A Low Country boil, prepared by Matthew and Tia Raiford, chefs and farmers of Gilliard Farms in Brunswick, GA, started the feast. With wild-caught shrimp and sausage they brought from Georgia, the one-pot Southern meal, cooked with spicy seasoning, also included Pennsylvania corn and Rodale farm potatoes. A salad, inspired by the farm's garden harvest that day, featured shaved acorn and kabocha squashes with sweated leeks, mushrooms and fresh herbs. The Raifords have partnered with Rodale Institute as chef ambassadors since 2021, promoting regenerative organic agriculture through food and farming.
The evening's abundance continued with a symphony of summer bounty orchestrated by Erik Oberholtzer, a member of the Institute's board of directors, that featured the farm's vegetables along with herbs and edible flowers from his own Princeton, NJ, farm. This chef and co-founder of Tender Greens, a collection of 24 California restaurants, focuses his cooking on celebrating just-picked produce at its peak. In each dish that paraded down the buffet table—tomato cucumber salad, red cabbage and red beets, charred Walla Walla onions, ratatouille salad and broccoli with charred leeks—his goal was “to express the inherent flavor of the food.”

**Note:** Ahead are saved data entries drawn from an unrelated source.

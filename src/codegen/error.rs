//! Code generation error types: `TypeError`, `ResolveError`, `InternalError`.

/// Which of the three code-generation error kinds this is.
#[derive(Debug, Clone, Copy, PartialEq, Eq)]
pub enum CodegenErrorKind {
    /// Mismatched types across assignment/call/return, `.` on a non-struct
    /// or on a pointer-to-struct, `&` on a literal, `^` on a non-pointer,
    /// wrong argument count.
    Type,
    /// Undeclared identifier, unknown function, unknown field.
    Resolve,
    /// The type-stack's shape didn't match what the evaluator expected
    /// (e.g. a non-`Datatype` entry where one was required) — a bug in the
    /// compiler itself rather than in the Spyre source being compiled.
    Internal,
}

/// An error raised while walking the AST to emit bytecode.
#[derive(Debug)]
pub struct CodegenError {
    pub kind: CodegenErrorKind,
    pub message: String,
    pub line: usize,
}

impl CodegenError {
    pub fn type_error(message: impl Into<String>, line: usize) -> Self {
        CodegenError {
            kind: CodegenErrorKind::Type,
            message: message.into(),
            line,
        }
    }

    pub fn resolve_error(message: impl Into<String>, line: usize) -> Self {
        CodegenError {
            kind: CodegenErrorKind::Resolve,
            message: message.into(),
            line,
        }
    }

    pub fn internal(message: impl Into<String>, line: usize) -> Self {
        CodegenError {
            kind: CodegenErrorKind::Internal,
            message: message.into(),
            line,
        }
    }
}

impl std::fmt::Display for CodegenError {
    fn fmt(&self, f: &mut std::fmt::Formatter<'_>) -> std::fmt::Result {
        let kind = match self.kind {
            CodegenErrorKind::Type => "type error",
            CodegenErrorKind::Resolve => "resolve error",
            CodegenErrorKind::Internal => "internal error",
        };
        write!(f, "line {}: {}: {}", self.line, kind, self.message)
    }
}

impl std::error::Error for CodegenError {}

From Kirsch McMaster, chef with Dundore and Heister, a craft butcher in Wyomissing, came Rodale farm chickens fire-roasted over hardwood oak, served with a salsa of fire-roasted chilis and corn, grated and scraped to release the cobs' milk, enhanced with lime juice and cilantro. Chimichurri sauce saturated with lots of farm-raised fresh herbs brightened fire-roasted whole prime rib, pasture-raised on a co-op of small farms near Happy Valley.
McMaster, who cooks with a farm-to-table ethos and nose-to-tail philosophy, also refreshed an old Pennsylvania Dutch recipe to create the evening's sweet ending, apple rumble crumble—apples from the Rodale farm mixed with dark brown sugar and garam masala topped with vegan, gluten-free crisp and garam masala whipped cream.
While the dinner and celebration came to a sweet end that September night, the Institute's work did not. “We have so many problems to solve,” said Lipson when he accepted the Organic Stewardship Award. “Organic won't solve it all, but we can't solve them without going organic… We are in a tremendously exciting new moment that Rodale is leading… I am a farmer and somehow genetically optimistic. Rodale is one of the places bringing hope—a better way of farming.”
Published as "Fixing America's Farms: Rodale Institute Honors Work of Lifelong Leaders Advancing Regenerative Organic Farming" in the April 2024 edition of Lehigh Valley Style magazine.